To investigate the role of the Small GTPase Rho and endothelial cytoskeleton in the increased vascular permeability of rat skin after scalding.

METHODS

Rats were subjected to scalding local ventral skin and a venule was isolated from scalded skin and cannulated by micropipette. The venular permeability was measured with a fluorescence ratio technique and expressed with the permeability coefficient to albumin (P(a)). The venular F-actin filaments were observed by staining with rhodamine phalloidin and laser confocal scanning microscopy. A specific Rho kinase inhibitor Y-27632 was added into vessel bathing solution or preincubated with vessels to evaluate the role of Rho kinase in regulating of vascular barrier function.

RESULTS

Scalding increased P(a) value of skin venule about threefold compared to normal skin venules (P<0.01) and was maintained for 120 min.
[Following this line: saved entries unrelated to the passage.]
use tracing::warn;

use crate::error::Result;
use crate::logging::{log_record_operation, short_id};
use crate::resilience::RetryPolicy;
use crate::store::RecordStore;

/// The only two fields this crate ever writes
#[derive(Debug, Clone, Copy, PartialEq, Eq)]
pub enum RecordField {
    TitleTranslated,
    Category,
}

impl RecordField {
    pub fn as_str(&self) -> &'static str {
        match self {
            RecordField::TitleTranslated => "title_translated",
            RecordField::Category => "category",
        }
    }
}

/// Outcome of writing one batch
#[derive(Debug, Clone, Copy, Default, PartialEq, Eq)]
pub struct WriteSummary {
    pub updated: usize,
    pub failed: usize,
}

/// Single-record, single-field updates, each with its own retry budget
#[derive(Debug, Clone, Copy)]
pub struct PersistenceWriter {
    retry: RetryPolicy,
}

impl PersistenceWriter {
    pub fn new(retry: RetryPolicy) -> Self {
        Self { retry }
    }

    async fn update(store: &dyn RecordStore, field: RecordField, id: &str, value: &str) -> Result<bool> {
        match field {
            RecordField::TitleTranslated => store.update_translation(id, value).await,
            RecordField::Category => store.update_category(id, value).await,
        }
    }

    /// `true` only when the store confirms the row was updated
    pub async fn write(&self, store: &dyn RecordStore, field: RecordField, id: &str, value: &str) -> bool {
        let operation = format!("update_{}", field.as_str());
        let mut attempts = 0;
        let result = self
            .retry
            .run(&operation, |attempt| {
                attempts = attempt + 1;
                Self::update(store, field, id, value)
            })
            .await;

        match result {
            Ok(true) => {
                log_record_operation(&operation, id, "updated", attempts, None);
                true
            }
            Ok(false) => {
                warn!(record_id = %short_id(id), field = field.as_str(), "💾 PERSIST: No row matched");
                false
            }
            Err(e) => {
                warn!(
                    record_id = %short_id(id),
                    field = field.as_str(),
                    attempts = e.attempts,
                    error = %e.last_error,
                    "💾 PERSIST: Update failed, record stays eligible"
                );
                false
            }
        }
    }

    /// Writes every `(id, text)` pair; one record's failure never stops its siblings
    pub async fn write_translations(&self, store: &dyn RecordStore, pairs: &[(&str, &str)]) -> WriteSummary {
        let mut summary = WriteSummary::default();
        for &(id, text) in pairs {
            if self.write(store, RecordField::TitleTranslated, id, text).await {
                summary.updated += 1;
            } else {
                summary.failed += 1;
            }
        }
        summary
    }
}
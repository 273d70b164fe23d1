use serde::{Deserialize, Serialize};

use crate::constants::DEFAULT_BATCH_SIZE;
use crate::models::TranslationCandidate;

/// Ordered group of records submitted in one service call.
///
/// Position `i` (0-based) of `items` pairs with numbered line `i + 1` of the
/// response; the order is never changed after partitioning.
#[derive(Debug, Clone, PartialEq, Eq, Serialize, Deserialize)]
pub struct Batch {
    /// 1-based, in fetch order
    pub number: usize,
    pub items: Vec<TranslationCandidate>,
}

impl Batch {
    pub fn len(&self) -> usize {
        self.items.len()
    }

    pub fn is_empty(&self) -> bool {
        self.items.is_empty()
    }

    pub fn titles(&self) -> Vec<&str> {
        self.items.iter().map(|item| item.title.as_str()).collect()
    }

    pub fn ids(&self) -> Vec<&str> {
        self.items.iter().map(|item| item.id.as_str()).collect()
    }
}

#[derive(Debug, Clone, Copy, PartialEq, Eq)]
pub struct BatchPartitioner {
    batch_size: usize,
}

impl Default for BatchPartitioner {
    fn default() -> Self {
        Self::new(DEFAULT_BATCH_SIZE)
    }
}

impl BatchPartitioner {
    pub fn new(batch_size: usize) -> Self {
        Self {
            batch_size: batch_size.max(1),
        }
    }

    pub fn batch_size(&self) -> usize {
        self.batch_size
    }

    /// Split `candidates` in store order; only the last batch may be short
    pub fn partition(
        &self,
        candidates: Vec<TranslationCandidate>,
        max_batches: Option<usize>,
    ) -> Vec<Batch> {
        let mut batches = Vec::with_capacity(candidates.len().div_ceil(self.batch_size));
        let mut items = candidates.into_iter().peekable();

        while items.peek().is_some() {
            if max_batches.is_some_and(|cap| batches.len() >= cap) {
                break;
            }
            let chunk: Vec<TranslationCandidate> = items.by_ref().take(self.batch_size).collect();
            batches.push(Batch {
                number: batches.len() + 1,
                items: chunk,
            });
        }
        batches
    }
}

#[cfg(test)]
mod tests {
    use super::*;

    fn candidates(n: usize) -> Vec<TranslationCandidate> {
        (0..n)
            .map(|i| TranslationCandidate {
                id: format!("id-{i:04}"),
                title: format!("Title {i}"),
            })
            .collect()
    }

    #[test]
    fn test_partition_preserves_order() {
        let batches = BatchPartitioner::new(100).partition(candidates(250), None);
        assert_eq!(batches.len(), 3);
        assert_eq!(batches[0].len(), 100);
        assert_eq!(batches[2].len(), 50);
        assert_eq!(batches[1].number, 2);
        assert_eq!(batches[1].items[0].id, "id-0100");
        assert_eq!(batches[2].ids().last().copied(), Some("id-0249"));
    }

    #[test]
    fn test_partition_respects_cap() {
        let batches = BatchPartitioner::new(10).partition(candidates(55), Some(2));
        assert_eq!(batches.len(), 2);
        assert_eq!(batches[1].titles()[9], "Title 19");
    }

    #[test]
    fn test_empty_input() {
        assert!(BatchPartitioner::default().partition(vec![], None).is_empty());
    }

    #[test]
    fn test_zero_batch_size_is_clamped() {
        assert_eq!(BatchPartitioner::new(0).batch_size(), 1);
    }
}
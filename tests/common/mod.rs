#![allow(dead_code)]

pub mod builders;
pub mod mock_generator;
pub mod strategies;

pub use builders::*;
pub use mock_generator::*;
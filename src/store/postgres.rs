use async_trait::async_trait;
use std::sync::Arc;
use tracing::debug;

use super::{RecordStore, StoreConnector};
use crate::config::DatabaseConfig;
use crate::constants::table;
use crate::database::DatabaseConnection;
use crate::error::Result;
use crate::models::{MarketRecord, TranslationCandidate};
use crate::scopes::{EligibilityCriteria, RecordScope};

/// Record store backed by one Postgres connection pool
pub struct PgRecordStore {
    connection: DatabaseConnection,
}

impl PgRecordStore {
    pub fn new(connection: DatabaseConnection) -> Self {
        Self { connection }
    }

    async fn update_column(&self, column: &str, id: &str, value: &str) -> Result<bool> {
        let sql = format!(
            "UPDATE {} SET {column} = $1 WHERE {} = $2",
            table::MARKET_EVENTS,
            table::ID
        );
        let result = sqlx::query(&sql)
            .bind(value)
            .bind(id)
            .execute(self.connection.pool())
            .await?;
        Ok(result.rows_affected() > 0)
    }
}

#[async_trait]
impl RecordStore for PgRecordStore {
    async fn count_eligible(&self, criteria: &EligibilityCriteria) -> Result<usize> {
        let count = RecordScope::counting()
            .eligible(criteria)
            .count(self.connection.pool())
            .await?;
        Ok(usize::try_from(count).unwrap_or(0))
    }

    async fn fetch_eligible_page(
        &self,
        criteria: &EligibilityCriteria,
        after_id: Option<&str>,
        limit: usize,
    ) -> Result<Vec<TranslationCandidate>> {
        let page = RecordScope::candidates()
            .eligible(criteria)
            .after_id(after_id)
            .order_by_id()
            .limit(limit as i64)
            .all(self.connection.pool())
            .await?;
        debug!(rows = page.len(), "💾 DATABASE: Fetched eligible page");
        Ok(page)
    }

    async fn update_translation(&self, id: &str, translated: &str) -> Result<bool> {
        self.update_column(table::TITLE_TRANSLATED, id, translated).await
    }

    async fn fetch_unclassified_page(
        &self,
        after_id: Option<&str>,
        limit: usize,
    ) -> Result<Vec<MarketRecord>> {
        let page = RecordScope::records()
            .unclassified()
            .after_id(after_id)
            .order_by_id()
            .limit(limit as i64)
            .all(self.connection.pool())
            .await?;
        Ok(page)
    }

    async fn update_category(&self, id: &str, category: &str) -> Result<bool> {
        self.update_column(table::CATEGORY, id, category).await
    }
}

/// Opens a dedicated pool per call so that no two workers share a connection
#[derive(Debug, Clone)]
pub struct PgStoreConnector {
    config: DatabaseConfig,
}

impl PgStoreConnector {
    pub fn new(config: DatabaseConfig) -> Self {
        Self { config }
    }
}

#[async_trait]
impl StoreConnector for PgStoreConnector {
    async fn connect(&self) -> Result<Arc<dyn RecordStore>> {
        let connection = DatabaseConnection::connect(&self.config).await?;
        Ok(Arc::new(PgRecordStore::new(connection)))
    }
}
Inhibition of Rho kinase with Y-27632 (30 micromol/l in low-concentration group; 60 micromol/l in high-concentration group) significantly attenuated the hyperpermeability responses to scalding in a dose dependent fashion. A prominent peripheral actin rim (PAR) existed at the outer area of endothelial cells and apparently delineated the cell-to-cell borders. In the control group, the PARs were arranged smoothly and fairly continuously. However, occasionally PARs did show focal interruption with focal fluorescein isothiocyanate (FITC)-albumin leakage. In the burned group, PARs were less organized and accompanied by a large amount of FITC-albumin leakage. Inhibition of Rho kinase with Y-27632 dramatically reduced P(a) value with recovery of actin filament arrangement in venule after scalding.

CONCLUSION

Burn leads to dermal venular permeability increase with endothelial cytoskeleton depolymerization and disruption. Rho signal transduction pathway is involved in these responses.